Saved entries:
---+---
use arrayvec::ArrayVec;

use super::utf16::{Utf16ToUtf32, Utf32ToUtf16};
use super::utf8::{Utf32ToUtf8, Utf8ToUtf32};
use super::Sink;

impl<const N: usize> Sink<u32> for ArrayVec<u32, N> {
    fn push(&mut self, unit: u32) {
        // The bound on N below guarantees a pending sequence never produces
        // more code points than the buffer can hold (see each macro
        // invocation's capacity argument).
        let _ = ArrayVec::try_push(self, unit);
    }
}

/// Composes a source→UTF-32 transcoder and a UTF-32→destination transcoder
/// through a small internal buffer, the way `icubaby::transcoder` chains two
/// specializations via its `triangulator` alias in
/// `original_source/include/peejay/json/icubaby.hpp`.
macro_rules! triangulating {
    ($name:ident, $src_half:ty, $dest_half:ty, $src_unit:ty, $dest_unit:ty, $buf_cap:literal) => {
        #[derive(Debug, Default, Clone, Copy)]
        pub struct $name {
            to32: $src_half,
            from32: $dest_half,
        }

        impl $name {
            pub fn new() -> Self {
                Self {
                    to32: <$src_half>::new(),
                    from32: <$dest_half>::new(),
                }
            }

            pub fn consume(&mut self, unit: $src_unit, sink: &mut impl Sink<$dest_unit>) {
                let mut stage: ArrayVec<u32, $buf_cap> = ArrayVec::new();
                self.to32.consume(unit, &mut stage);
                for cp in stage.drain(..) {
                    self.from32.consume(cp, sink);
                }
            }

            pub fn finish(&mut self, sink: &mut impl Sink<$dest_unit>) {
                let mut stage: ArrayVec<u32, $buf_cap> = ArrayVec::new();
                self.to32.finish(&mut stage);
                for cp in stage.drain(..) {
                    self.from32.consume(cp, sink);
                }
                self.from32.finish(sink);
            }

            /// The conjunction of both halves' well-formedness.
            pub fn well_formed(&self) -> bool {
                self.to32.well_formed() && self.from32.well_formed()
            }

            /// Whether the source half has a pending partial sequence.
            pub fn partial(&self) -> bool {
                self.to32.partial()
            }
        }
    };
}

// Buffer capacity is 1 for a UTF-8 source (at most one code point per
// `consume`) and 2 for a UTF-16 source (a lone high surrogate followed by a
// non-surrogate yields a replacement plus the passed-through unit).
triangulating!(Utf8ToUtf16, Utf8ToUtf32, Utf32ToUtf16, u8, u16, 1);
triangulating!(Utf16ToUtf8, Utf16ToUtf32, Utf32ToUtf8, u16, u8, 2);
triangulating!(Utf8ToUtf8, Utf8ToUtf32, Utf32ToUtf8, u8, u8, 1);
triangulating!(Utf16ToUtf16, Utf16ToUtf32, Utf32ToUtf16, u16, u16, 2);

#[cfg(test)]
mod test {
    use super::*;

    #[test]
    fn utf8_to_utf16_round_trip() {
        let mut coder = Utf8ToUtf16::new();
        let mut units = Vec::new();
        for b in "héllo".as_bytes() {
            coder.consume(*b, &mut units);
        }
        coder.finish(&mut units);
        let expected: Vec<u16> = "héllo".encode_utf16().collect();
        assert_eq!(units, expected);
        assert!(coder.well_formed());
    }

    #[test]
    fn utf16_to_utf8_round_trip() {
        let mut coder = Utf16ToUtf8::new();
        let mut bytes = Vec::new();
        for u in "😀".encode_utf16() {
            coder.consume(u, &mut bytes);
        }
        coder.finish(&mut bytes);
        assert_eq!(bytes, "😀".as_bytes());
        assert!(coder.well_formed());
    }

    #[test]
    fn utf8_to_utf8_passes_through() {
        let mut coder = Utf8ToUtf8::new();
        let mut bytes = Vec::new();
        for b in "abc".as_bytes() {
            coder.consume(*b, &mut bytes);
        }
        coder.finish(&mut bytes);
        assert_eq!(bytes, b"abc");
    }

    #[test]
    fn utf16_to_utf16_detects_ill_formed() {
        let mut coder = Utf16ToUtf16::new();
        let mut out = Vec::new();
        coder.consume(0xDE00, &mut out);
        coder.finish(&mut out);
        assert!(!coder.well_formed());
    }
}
---+---
Task → For this exercise, restate each of the entries without any deviation.

Task answer →
use arrayvec::ArrayVec;

use super::utf16::{Utf16ToUtf32, Utf32ToUtf16};
use super::utf8::{Utf32ToUtf8, Utf8ToUtf32};
use super::Sink;

impl<const N: usize> Sink<u32> for ArrayVec<u32, N> {
    fn push(&mut self, unit: u32) {
        // The bound on N below guarantees a pending sequence never produces
        // more code points than the buffer can hold (see each macro
        // invocation's capacity argument).
        let _ = ArrayVec::try_push(self, unit);
    }
}

/// Composes a source→UTF-32 transcoder and a UTF-32→destination transcoder
/// through a small internal buffer, the way `icubaby::transcoder` chains two
/// specializations via its `triangulator` alias in
/// `original_source/include/peejay/json/icubaby.hpp`.
macro_rules! triangulating {
    ($name:ident, $src_half:ty, $dest_half:ty, $src_unit:ty, $dest_unit:ty, $buf_cap:literal) => {
        #[derive(Debug, Default, Clone, Copy)]
        pub struct $name {
            to32: $src_half,
            from32: $dest_half,
        }

        impl $name {
            pub fn new() -> Self {
                Self {
                    to32: <$src_half>::new(),
                    from32: <$dest_half>::new(),
                }
            }

            pub fn consume(&mut self, unit: $src_unit, sink: &mut impl Sink<$dest_unit>) {
                let mut stage: ArrayVec<u32, $buf_cap> = ArrayVec::new();
                self.to32.consume(unit, &mut stage);
                for cp in stage.drain(..) {
                    self.from32.consume(cp, sink);
                }
            }

            pub fn finish(&mut self, sink: &mut impl Sink<$dest_unit>) {
                let mut stage: ArrayVec<u32, $buf_cap> = ArrayVec::new();
                self.to32.finish(&mut stage);
                for cp in stage.drain(..) {
                    self.from32.consume(cp, sink);
                }
                self.from32.finish(sink);
            }

            /// The conjunction of both halves' well-formedness.
            pub fn well_formed(&self) -> bool {
                self.to32.well_formed() && self.from32.well_formed()
            }

            /// Whether the source half has a pending partial sequence.
            pub fn partial(&self) -> bool {
                self.to32.partial()
            }
        }
    };
}

// Buffer capacity is 1 for a UTF-8 source (at most one code point per
// `consume`) and 2 for a UTF-16 source (a lone high surrogate followed by a
// non-surrogate yields a replacement plus the passed-through unit).
triangulating!(Utf8ToUtf16, Utf8ToUtf32, Utf32ToUtf16, u8, u16, 1);
triangulating!(Utf16ToUtf8, Utf16ToUtf32, Utf32ToUtf8, u16, u8, 2);
triangulating!(Utf8ToUtf8, Utf8ToUtf32, Utf32ToUtf8, u8, u8, 1);
triangulating!(Utf16ToUtf16, Utf16ToUtf32, Utf32ToUtf16, u16, u16, 2);

#[cfg(test)]
mod test {
    use super::*;

    #[test]
    fn utf8_to_utf16_round_trip() {
        let mut coder = Utf8ToUtf16::new();
        let mut units = Vec::new();
        for b in "héllo".as_bytes() {
            coder.consume(*b, &mut units);
        }
        coder.finish(&mut units);
        let expected: Vec<u16> = "héllo".encode_utf16().collect();
        assert_eq!(units, expected);
        assert!(coder.well_formed());
    }

    #[test]
    fn utf16_to_utf8_round_trip() {
        let mut coder = Utf16ToUtf8::new();
        let mut bytes = Vec::new();
        for u in "😀".encode_utf16() {
            coder.consume(u, &mut bytes);
        }
        coder.finish(&mut bytes);
        assert_eq!(bytes, "😀".as_bytes());
        assert!(coder.well_formed());
    }

    #[test]
    fn utf8_to_utf8_passes_through() {
        let mut coder = Utf8ToUtf8::new();
        let mut bytes = Vec::new();
        for b in "abc".as_bytes() {
            coder.consume(*b, &mut bytes);
        }
        coder.finish(&mut bytes);
        assert_eq!(bytes, b"abc");
    }

    #[test]
    fn utf16_to_utf16_detects_ill_formed() {
        let mut coder = Utf16ToUtf16::new();
        let mut out = Vec::new();
        coder.consume(0xDE00, &mut out);
        coder.finish(&mut out);
        assert!(!coder.well_formed());
    }
}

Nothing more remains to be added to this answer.